All Things Considered is a comprehensive source for afternoon news and information provided by various MPR hosts in St. Paul and NPR hosts in Washington over the decades. The program contains interviews, reports, speeches and breaking coverage.
January 5, 2005 - All Things Considered’s Tom Crann interviews one of Minnesota's most celebrated composers, Dominick Argento. In a new memoir, Argento says he has as little insight as anyone into what happens when he sits down to compose. So instead, he offers a series of reflections on his lifetime of work, the individual pieces, and teaching and learning in Minnesota. Those memories include his first impression of the state, when he was called to teach at the University of Minnesota on the first weekend of the school year in 1958.
January 21, 2005 - Bill Catlin reports on Minnesota Public Radio’s announcement of its third service in the Twin Cities, with launch of 89.3 The Current on Monday, January 24th, 2005.
January 21, 2005 - All Things Considered’s Tom Crann interviews Eric Nesheim, executive director of the Minnesota Literacy Council, about social service agencies struggling to keep up with the demand for services in an era of budget shortfalls.
January 24, 2005 - Minnesota Public Radio's new radio service KCMP launched this morning January 24, 2005. Nicknamed "The Current," the station's format features an eclectic array of music, including local bands that may have received limited airplay on commercial and other Twin Cities public radio stations.
January 25, 2005 - MPR’s Jeff Horwich talks with classical music host Brian Newhouse about Osmo Vanska and the Lhatki Symphony Orchestra, which is performing at Orchestra Hall. Vanska pulls off a musical feat, as he is both music director for the Minnesota Orchestra and Lhatki’s chief conductor.
January 28, 2005 - MPR’s Jeff Horwich interviews Dr. Harry Hull, a state epidemiologist, about the State Department temporarily Hmong resettlement after a case of Tuberculosis was identified in one refugee already in Minnesota. Four more refugees are suspected of having TB and are undergoing more testing.

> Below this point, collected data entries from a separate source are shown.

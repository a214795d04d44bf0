//! Shared fixtures for the pool test modules: permissive collaborator
//! mocks, a pool builder and a few assertion helpers.

use crate::asset::Asset;
use crate::collab::{AccessControl, Clock, FeeTierRegistry, PartnerRegistry, PositionNft};
use crate::error::{Error, StateError};
use crate::pool::clmm_pool::Pool;
use crate::FastMap;
use alloy_primitives::Address;
use std::cell::Cell;

pub const ALICE: Address = Address::repeat_byte(0x11);
pub const BOB: Address = Address::repeat_byte(0x22);
pub const TOKEN_A: Address = Address::repeat_byte(0xA0);
pub const TOKEN_B: Address = Address::repeat_byte(0xB0);
pub const TOKEN_R: Address = Address::repeat_byte(0xC0);
pub const POOL_ADDR: Address = Address::repeat_byte(0xF0);

pub const TEST_FEE_RATE: u64 = 1_000; // 0.1%

/// `None` roles allow everyone, which keeps most tests short; pin a
/// role to lock it down.
#[derive(Default)]
pub struct TestAcl {
    pub protocol_authority: Option<Address>,
    pub pool_create_authority: Option<Address>,
    pub fee_claim_authority: Option<Address>,
    pub reset_price_authority: Option<Address>,
    pub set_uri_authority: Option<Address>,
    pub protocol_paused: bool,
}

fn allowed(role: Option<Address>, who: Address) -> bool {
    role.map(|addr| addr == who).unwrap_or(true)
}

impl AccessControl for TestAcl {
    fn is_protocol_authority(&self, who: Address) -> bool {
        allowed(self.protocol_authority, who)
    }
    fn is_pool_create_authority(&self, who: Address) -> bool {
        allowed(self.pool_create_authority, who)
    }
    fn is_protocol_fee_claim_authority(&self, who: Address) -> bool {
        allowed(self.fee_claim_authority, who)
    }
    fn allow_reset_initial_price(&self, who: Address) -> bool {
        allowed(self.reset_price_authority, who)
    }
    fn allow_set_position_uri(&self, who: Address) -> bool {
        allowed(self.set_uri_authority, who)
    }
    fn is_protocol_paused(&self) -> bool {
        self.protocol_paused
    }
}

pub struct TestClock {
    now: Cell<u64>,
}

impl TestClock {
    pub fn at(now: u64) -> Self {
        Self { now: Cell::new(now) }
    }

    pub fn advance(&self, seconds: u64) {
        self.now.set(self.now.get() + seconds);
    }
}

impl Clock for TestClock {
    fn now_seconds(&self) -> u64 {
        self.now.get()
    }
}

#[derive(Default)]
pub struct TestNft {
    holders: FastMap<u64, Address>,
}

impl PositionNft for TestNft {
    fn create_collection(&mut self, _pool: Address, pool_index: u64) -> String {
        format!("Pool {pool_index} Positions")
    }
    fn position_name(&self, pool_index: u64, position_index: u64) -> String {
        format!("Pool {pool_index} Position {position_index}")
    }
    fn mint(&mut self, owner: Address, _pool: Address, position_index: u64, _name: &str) {
        self.holders.insert(position_index, owner);
    }
    fn burn(&mut self, _pool: Address, position_index: u64) {
        self.holders.remove(&position_index);
    }
    fn holder_of(&self, _pool: Address, position_index: u64) -> Option<Address> {
        self.holders.get(&position_index).copied()
    }
}

#[derive(Default)]
pub struct TestPartners {
    pub rates: FastMap<String, u64>,
    pub received: Vec<(String, u64)>,
}

impl TestPartners {
    pub fn with_rate(name: &str, rate: u64) -> Self {
        let mut partners = Self::default();
        partners.rates.insert(name.to_string(), rate);
        partners
    }
}

impl PartnerRegistry for TestPartners {
    fn ref_fee_rate(&self, name: &str) -> u64 {
        self.rates.get(name).copied().unwrap_or(0)
    }
    fn receive_ref_fee(&mut self, name: &str, fee: Asset) {
        self.received.push((name.to_string(), fee.amount()));
        drop(fee);
    }
}

#[derive(Default)]
pub struct TestFeeTiers;

impl FeeTierRegistry for TestFeeTiers {
    fn fee_rate_for_spacing(&self, tick_spacing: u32) -> Option<u64> {
        // 999 plays the unregistered tier in tests
        (tick_spacing != 999).then_some(TEST_FEE_RATE)
    }
}

pub fn test_pool(tick_spacing: u32, init_sqrt_price: u128) -> Pool {
    let acl = TestAcl::default();
    let fee_tiers = TestFeeTiers;
    let mut nft = TestNft::default();
    let clock = TestClock::at(1_000);
    Pool::new(
        ALICE,
        POOL_ADDR,
        1,
        TOKEN_A,
        TOKEN_B,
        tick_spacing,
        init_sqrt_price,
        String::from("ipfs://pool"),
        &acl,
        &fee_tiers,
        &mut nft,
        &clock,
    )
    .expect("test pool must build")
}

/// Funds the vault so swaps and collects have something to pay out of.
pub fn fund_vault(pool: &mut Pool, amount_a: u64, amount_b: u64) {
    pool.deposit(Asset::new(TOKEN_A, amount_a));
    pool.deposit(Asset::new(TOKEN_B, amount_b));
}

pub fn assert_state_err(result: Result<(), Error>, expected: StateError) {
    match result {
        Err(Error::StateError(err)) if err == expected => {}
        other => panic!("expected {expected:?}, got {other:?}"),
    }
}

pub fn drain_asset(asset: Asset) {
    drop(asset);
}

pub fn drain_assets(asset_a: Asset, asset_b: Asset) {
    drop(asset_a);
    drop(asset_b);
}
use crate::error::{Error, StateError};
use crate::math::math_helpers::{checked_u64, mul_div_ceil_u64, mul_div_floor_u64};
use crate::math::sqrt_price_math::{
    get_delta_down_from_output, get_delta_up_from_input, get_next_sqrt_price_from_input,
    get_next_sqrt_price_from_output,
};
use crate::FEE_RATE_DENOMINATOR;
use alloy_primitives::U256;

/// Result of advancing the swap by one segment between active ticks.
#[derive(Debug, Default, Clone, Copy, PartialEq, Eq)]
pub struct SwapStepResult {
    pub amount_in: u64,
    pub amount_out: u64,
    pub sqrt_price_next: u128,
    pub fee_amount: u64,
}

/// Computes one swap segment: given the current and target √prices,
/// active liquidity, the remaining budget and the fee rate, returns how
/// much goes in, how much comes out, the fee taken, and where the price
/// lands.
///
/// With zero liquidity the step is empty and the price jumps straight
/// to the target so the caller can cross the next tick.
pub fn compute_swap_step(
    sqrt_price_current: u128,
    sqrt_price_target: u128,
    liquidity: u128,
    amount_remaining: u64,
    fee_rate: u64,
    a_to_b: bool,
    by_amount_in: bool,
) -> Result<SwapStepResult, Error> {
    // a price already sitting on the target produces an empty step so
    // the caller can cross the tick
    let consistent = if a_to_b {
        sqrt_price_current >= sqrt_price_target
    } else {
        sqrt_price_current <= sqrt_price_target
    };
    if !consistent {
        return Err(StateError::InvalidSqrtPrice.into());
    }

    if liquidity == 0 {
        return Ok(SwapStepResult {
            sqrt_price_next: sqrt_price_target,
            ..Default::default()
        });
    }

    let mut step = SwapStepResult::default();

    if by_amount_in {
        let amount_net = mul_div_floor_u64(
            amount_remaining,
            FEE_RATE_DENOMINATOR - fee_rate,
            FEE_RATE_DENOMINATOR,
        )?;
        let max_in = get_delta_up_from_input(
            sqrt_price_current,
            sqrt_price_target,
            liquidity,
            a_to_b,
        )?;

        if max_in > U256::from(amount_net) {
            step.amount_in = amount_net;
            step.fee_amount = amount_remaining - amount_net;
            step.sqrt_price_next =
                get_next_sqrt_price_from_input(sqrt_price_current, liquidity, amount_net, a_to_b)?;
        } else {
            step.amount_in = checked_u64(max_in)?;
            step.fee_amount =
                mul_div_ceil_u64(step.amount_in, fee_rate, FEE_RATE_DENOMINATOR - fee_rate)?;
            step.sqrt_price_next = sqrt_price_target;
        }

        step.amount_out = checked_u64(get_delta_down_from_output(
            sqrt_price_current,
            step.sqrt_price_next,
            liquidity,
            a_to_b,
        )?)?;
    } else {
        let max_out = get_delta_down_from_output(
            sqrt_price_current,
            sqrt_price_target,
            liquidity,
            a_to_b,
        )?;

        if max_out > U256::from(amount_remaining) {
            step.amount_out = amount_remaining;
            step.sqrt_price_next = get_next_sqrt_price_from_output(
                sqrt_price_current,
                liquidity,
                amount_remaining,
                a_to_b,
            )?;
        } else {
            step.amount_out = checked_u64(max_out)?;
            step.sqrt_price_next = sqrt_price_target;
        }

        step.amount_in = checked_u64(get_delta_up_from_input(
            sqrt_price_current,
            step.sqrt_price_next,
            liquidity,
            a_to_b,
        )?)?;
        step.fee_amount =
            mul_div_ceil_u64(step.amount_in, fee_rate, FEE_RATE_DENOMINATOR - fee_rate)?;
    }

    Ok(step)
}

#[cfg(test)]
mod test {
    use super::*;
    use crate::math::tick_math::get_sqrt_price_at_tick;
    use crate::Q64;

    #[test]
    fn test_inconsistent_direction_is_rejected() {
        // a->b must move the price down
        let result = compute_swap_step(Q64, 2 * Q64, 1_000_000, 1_000, 1_000, true, true);
        assert!(matches!(
            result,
            Err(Error::StateError(StateError::InvalidSqrtPrice))
        ));
        let result = compute_swap_step(2 * Q64, Q64, 1_000_000, 1_000, 1_000, false, true);
        assert!(matches!(
            result,
            Err(Error::StateError(StateError::InvalidSqrtPrice))
        ));
    }

    #[test]
    fn test_zero_liquidity_is_an_empty_step() {
        let target = get_sqrt_price_at_tick(-100).unwrap();
        let step = compute_swap_step(Q64, target, 0, 50_000, 1_000, true, true).unwrap();
        assert_eq!(step.amount_in, 0);
        assert_eq!(step.amount_out, 0);
        assert_eq!(step.fee_amount, 0);
        assert_eq!(step.sqrt_price_next, target);
    }

    #[test]
    fn test_partial_step_within_range() {
        // pool at price 1.0 with L = 1e12, fee 0.1%, 20_000 a-side in;
        // the target is far below so the budget limits the step
        let target = get_sqrt_price_at_tick(-10).unwrap();
        let liquidity = 10u128.pow(12);
        let step = compute_swap_step(Q64, target, liquidity, 20_000, 1_000, true, true).unwrap();

        assert_eq!(step.amount_in, 19_980);
        assert_eq!(step.fee_amount, 20);
        assert_eq!(step.amount_out, 19_979);
        assert!(step.sqrt_price_next < Q64);
        assert!(step.sqrt_price_next > target);
    }

    #[test]
    fn test_step_reaching_target_charges_fee_on_actual_input() {
        // huge budget: the step saturates at the target price
        let target = get_sqrt_price_at_tick(-10).unwrap();
        let liquidity = 10u128.pow(12);
        let step =
            compute_swap_step(Q64, target, liquidity, u64::MAX / 2, 1_000, true, true).unwrap();

        assert_eq!(step.sqrt_price_next, target);
        // fee is ceil(in * rate / (denom - rate))
        let expected_fee = ((step.amount_in as u128 * 1_000).div_ceil(999_000)) as u64;
        assert_eq!(step.fee_amount, expected_fee);
    }

    #[test]
    fn test_by_amount_out_exact() {
        let target = get_sqrt_price_at_tick(-10).unwrap();
        let liquidity = 10u128.pow(12);
        let step = compute_swap_step(Q64, target, liquidity, 10_000, 1_000, true, false).unwrap();

        // requested output is honoured exactly when within range
        assert_eq!(step.amount_out, 10_000);
        assert!(step.sqrt_price_next > target);
        assert!(step.amount_in >= step.amount_out);
        assert!(step.fee_amount > 0);
    }

    #[test]
    fn test_by_amount_out_clamps_at_target() {
        let target = get_sqrt_price_at_tick(-10).unwrap();
        let liquidity = 10u128.pow(12);
        let max_out = checked_u64(
            get_delta_down_from_output(Q64, target, liquidity, true).unwrap(),
        )
        .unwrap();

        let step =
            compute_swap_step(Q64, target, liquidity, max_out + 55_555, 1_000, true, false)
                .unwrap();
        assert_eq!(step.sqrt_price_next, target);
        assert_eq!(step.amount_out, max_out);
    }

    #[test]
    fn test_b_to_a_direction() {
        let target = get_sqrt_price_at_tick(10).unwrap();
        let liquidity = 10u128.pow(12);
        let step = compute_swap_step(Q64, target, liquidity, 20_000, 1_000, false, true).unwrap();

        assert_eq!(step.amount_in, 19_980);
        assert_eq!(step.fee_amount, 20);
        assert!(step.sqrt_price_next > Q64);
        assert!(step.amount_out <= 19_980);
    }

    mod properties {
        use super::*;
        use proptest::prelude::*;

        proptest! {
            #[test]
            fn fee_plus_net_never_exceeds_budget(
                amount in 1u64..=u64::MAX / 2,
                fee_rate in 0u64..=crate::MAX_FEE_RATE,
            ) {
                let liquidity = 10u128.pow(18);
                let target = get_sqrt_price_at_tick(-300_000).unwrap();
                let step = compute_swap_step(
                    Q64, target, liquidity, amount, fee_rate, true, true,
                ).unwrap();
                if step.sqrt_price_next != target {
                    // budget-limited step consumes the whole net amount
                    prop_assert_eq!(step.amount_in + step.fee_amount, amount);
                }
            }
        }
    }
}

February 2, 2005 - MPR’s Marianne Combs profiles the Art Shanty Project, a collection of ice houses with an artistic flair. Visitors to Minnesota often stop and wonder at the strange collection of ice fishing shacks that appear on the lakes each winter. On this year, even the locals are stopping to stare at a group of shacks on Medicine Lake in Plymouth.
February 3, 2005 - MPR's Marianne Combs reports on "Mozart in Manhattan," a new opera premiering in St. Paul. So what if Mozart had travelled to America? Combs interviews performers and composer on their thoughts.
February 8, 2005 - MPR’s Brandt Williams report that St. Paul Mayor Randy Kelly confirms that as far as he knows his aide Sia Lo is the target of a federal corruption investigation. The mayor made the announcement in response to a Star Tribune article that named Lo.
February 9, 2005 - Mainstreet Radio's Tom Robertson reports on a plan to build an interpretive center in the Big Bog State Recreation Area in northern Minnesota. The idea is making its way through the Legislature as the Senate has earmarked $1.4 million for the project. Supporters are hoping to get the project added to the House bonding bill in the coming weeks. The 9,000-acre Big Bog State Recreation Area was created by the Legislature five years ago.